• **AIM OF THE TASK**: Could the entries below be retyped exactly and in full?

• **DATA SECTION**:
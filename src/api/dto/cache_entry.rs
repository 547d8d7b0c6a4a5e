//! DTOs for the raw key/value cache endpoints.

use serde::{Deserialize, Serialize};

/// Request body for `POST /api/cache`.
#[derive(Debug, Deserialize)]
pub struct SetCacheRequest {
    pub key: String,
    pub value: String,
}

/// Response for `GET /api/cache/{key}`.
///
/// `value` is `null` when the key is absent or expired.
#[derive(Debug, Serialize)]
pub struct CacheValueResponse {
    pub key: String,
    pub value: Option<String>,
}
//! No-op tier for testing or disabled caching.

use std::marker::PhantomData;

use async_trait::async_trait;
use tracing::debug;

use super::policy::EntryPolicy;
use super::tier::{CacheResult, CacheTier};

/// A cache tier that stores nothing.
///
/// Every `get` is a miss, so callers always fall through to the backing
/// store. Used when Redis is unavailable or caching is explicitly disabled.
pub struct NullTier<V> {
    _marker: PhantomData<fn() -> V>,
}

impl<V> NullTier<V> {
    pub fn new() -> Self {
        debug!("Using NullTier (caching disabled)");
        Self {
            _marker: PhantomData,
        }
    }
}

impl<V> Default for NullTier<V> {
    fn default() -> Self {
        Self::new()
    }
}

#[async_trait]
impl<V> CacheTier<V> for NullTier<V>
where
    V: Send + Sync + 'static,
{
    async fn get(&self, _key: &str) -> CacheResult<Option<V>> {
        Ok(None)
    }

    async fn set(&self, _key: &str, _value: &V, _policy: &EntryPolicy) -> CacheResult<()> {
        Ok(())
    }

    async fn delete(&self, _key: &str) -> CacheResult<bool> {
        Ok(false)
    }

    async fn health_check(&self) -> bool {
        true
    }
}
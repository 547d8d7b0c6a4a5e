//! Serialization adapter for byte-oriented cache tiers.
//!
//! The in-process tier stores values natively and never goes through this
//! module; the Redis tier stores opaque JSON bytes produced here.

use serde::Serialize;
use serde::de::DeserializeOwned;

use super::tier::{CacheError, CacheResult};

/// Encodes a domain value into the byte representation stored in the tier.
///
/// # Errors
///
/// Returns [`CacheError::Transport`]: an encode failure happens on the write
/// path, where callers treat it like any other transport fault (the write is
/// skipped and the request proceeds from the freshly loaded value).
/// [`CacheError::Decode`] is reserved for corrupted stored payloads.
pub fn encode<V: Serialize>(value: &V) -> CacheResult<Vec<u8>> {
    serde_json::to_vec(value)
        .map_err(|e| CacheError::Transport(format!("failed to encode cache value: {e}")))
}

/// Decodes stored bytes back into a domain value.
///
/// # Errors
///
/// Returns [`CacheError::Decode`] if the bytes are not valid encoded domain
/// data (corrupted or schema-mismatched payload). Callers must surface this,
/// not treat it as a miss.
pub fn decode<V: DeserializeOwned>(bytes: &[u8]) -> CacheResult<V> {
    serde_json::from_slice(bytes)
        .map_err(|e| CacheError::Decode(format!("failed to decode cache value: {e}")))
}

#[cfg(test)]
mod tests {
    use super::*;
    use crate::domain::entities::Customer;
    use chrono::{TimeZone, Utc};

    fn sample_customers() -> Vec<Customer> {
        vec![
            Customer::new(
                1,
                "Alice".to_string(),
                "alice@example.com".to_string(),
                Utc.with_ymd_and_hms(2024, 1, 15, 9, 30, 0).unwrap(),
            ),
            Customer::new(
                2,
                "Bob".to_string(),
                "bob@example.com".to_string(),
                Utc.with_ymd_and_hms(2024, 2, 20, 14, 0, 0).unwrap(),
            ),
        ]
    }

    #[test]
    fn test_round_trip() {
        let customers = sample_customers();

        let bytes = encode(&customers).unwrap();
        let decoded: Vec<Customer> = decode(&bytes).unwrap();

        assert_eq!(decoded, customers);
    }

    #[test]
    fn test_round_trip_empty_collection() {
        let customers: Vec<Customer> = vec![];

        let bytes = encode(&customers).unwrap();
        let decoded: Vec<Customer> = decode(&bytes).unwrap();

        assert!(decoded.is_empty());
    }

    #[test]
    fn test_encode_failure_is_a_transport_fault() {
        // serde_json cannot represent non-string map keys.
        let unencodable: std::collections::HashMap<(u8, u8), u8> =
            [((1, 2), 3)].into_iter().collect();

        let result = encode(&unencodable);

        assert!(matches!(result, Err(CacheError::Transport(_))));
    }

    #[test]
    fn test_decode_corrupted_payload() {
        let result: CacheResult<Vec<Customer>> = decode(b"not json at all");

        match result {
            Err(CacheError::Decode(_)) => {}
            other => panic!("expected decode error, got {:?}", other),
        }
    }

    #[test]
    fn test_decode_schema_mismatch() {
        // Valid JSON, wrong shape for the target type.
        let result: CacheResult<Vec<Customer>> = decode(br#"{"unexpected": true}"#);

        assert!(matches!(result, Err(CacheError::Decode(_))));
    }
}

• **ANSWER TO THIS TASK**:
filename src/api/dto/cache_entry.rs
repository 547d8d7b0c6a4a5e
//! DTOs for the raw key/value cache endpoints.

use serde::{Deserialize, Serialize};

/// Request body for `POST /api/cache`.
#[derive(Debug, Deserialize)]
pub struct SetCacheRequest {
    pub key: String,
    pub value: String,
}

/// Response for `GET /api/cache/{key}`.
///
/// `value` is `null` when the key is absent or expired.
#[derive(Debug, Serialize)]
pub struct CacheValueResponse {
    pub key: String,
    pub value: Option<String>,
}
//! No-op tier for testing or disabled caching.

use std::marker::PhantomData;

use async_trait::async_trait;
use tracing::debug;

use super::policy::EntryPolicy;
use super::tier::{CacheResult, CacheTier};

/// A cache tier that stores nothing.
///
/// Every `get` is a miss, so callers always fall through to the backing
/// store. Used when Redis is unavailable or caching is explicitly disabled.
pub struct NullTier<V> {
    _marker: PhantomData<fn() -> V>,
}

impl<V> NullTier<V> {
    pub fn new() -> Self {
        debug!("Using NullTier (caching disabled)");
        Self {
            _marker: PhantomData,
        }
    }
}

impl<V> Default for NullTier<V> {
    fn default() -> Self {
        Self::new()
    }
}

#[async_trait]
impl<V> CacheTier<V> for NullTier<V>
where
    V: Send + Sync + 'static,
{
    async fn get(&self, _key: &str) -> CacheResult<Option<V>> {
        Ok(None)
    }

    async fn set(&self, _key: &str, _value: &V, _policy: &EntryPolicy) -> CacheResult<()> {
        Ok(())
    }

    async fn delete(&self, _key: &str) -> CacheResult<bool> {
        Ok(false)
    }

    async fn health_check(&self) -> bool {
        true
    }
}
repository 547d8d7b0c6a4a5e
//! Serialization adapter for byte-oriented cache tiers.
//!
//! The in-process tier stores values natively and never goes through this
//! module; the Redis tier stores opaque JSON bytes produced here.

use serde::Serialize;
use serde::de::DeserializeOwned;

use super::tier::{CacheError, CacheResult};

/// Encodes a domain value into the byte representation stored in the tier.
///
/// # Errors
///
/// Returns [`CacheError::Transport`]: an encode failure happens on the write
/// path, where callers treat it like any other transport fault (the write is
/// skipped and the request proceeds from the freshly loaded value).
/// [`CacheError::Decode`] is reserved for corrupted stored payloads.
pub fn encode<V: Serialize>(value: &V) -> CacheResult<Vec<u8>> {
    serde_json::to_vec(value)
        .map_err(|e| CacheError::Transport(format!("failed to encode cache value: {e}")))
}

/// Decodes stored bytes back into a domain value.
///
/// # Errors
///
/// Returns [`CacheError::Decode`] if the bytes are not valid encoded domain
/// data (corrupted or schema-mismatched payload). Callers must surface this,
/// not treat it as a miss.
pub fn decode<V: DeserializeOwned>(bytes: &[u8]) -> CacheResult<V> {
    serde_json::from_slice(bytes)
        .map_err(|e| CacheError::Decode(format!("failed to decode cache value: {e}")))
}

#[cfg(test)]
mod tests {
    use super::*;
    use crate::domain::entities::Customer;
    use chrono::{TimeZone, Utc};

    fn sample_customers() -> Vec<Customer> {
        vec![
            Customer::new(
                1,
                "Alice".to_string(),
                "alice@example.com".to_string(),
                Utc.with_ymd_and_hms(2024, 1, 15, 9, 30, 0).unwrap(),
            ),
            Customer::new(
                2,
                "Bob".to_string(),
                "bob@example.com".to_string(),
                Utc.with_ymd_and_hms(2024, 2, 20, 14, 0, 0).unwrap(),
            ),
        ]
    }

    #[test]
    fn test_round_trip() {
        let customers = sample_customers();

        let bytes = encode(&customers).unwrap();
        let decoded: Vec<Customer> = decode(&bytes).unwrap();

        assert_eq!(decoded, customers);
    }

    #[test]
    fn test_round_trip_empty_collection() {
        let customers: Vec<Customer> = vec![];

        let bytes = encode(&customers).unwrap();
        let decoded: Vec<Customer> = decode(&bytes).unwrap();

        assert!(decoded.is_empty());
    }

    #[test]
    fn test_encode_failure_is_a_transport_fault() {
        // serde_json cannot represent non-string map keys.
        let unencodable: std::collections::HashMap<(u8, u8), u8> =
            [((1, 2), 3)].into_iter().collect();

        let result = encode(&unencodable);

        assert!(matches!(result, Err(CacheError::Transport(_))));
    }

    #[test]
    fn test_decode_corrupted_payload() {
        let result: CacheResult<Vec<Customer>> = decode(b"not json at all");

        match result {
            Err(CacheError::Decode(_)) => {}
            other => panic!("expected decode error, got {:?}", other),
        }
    }

    #[test]
    fn test_decode_schema_mismatch() {
        // Valid JSON, wrong shape for the target type.
        let result: CacheResult<Vec<Customer>> = decode(br#"{"unexpected": true}"#);

        assert!(matches!(result, Err(CacheError::Decode(_))));
    }
}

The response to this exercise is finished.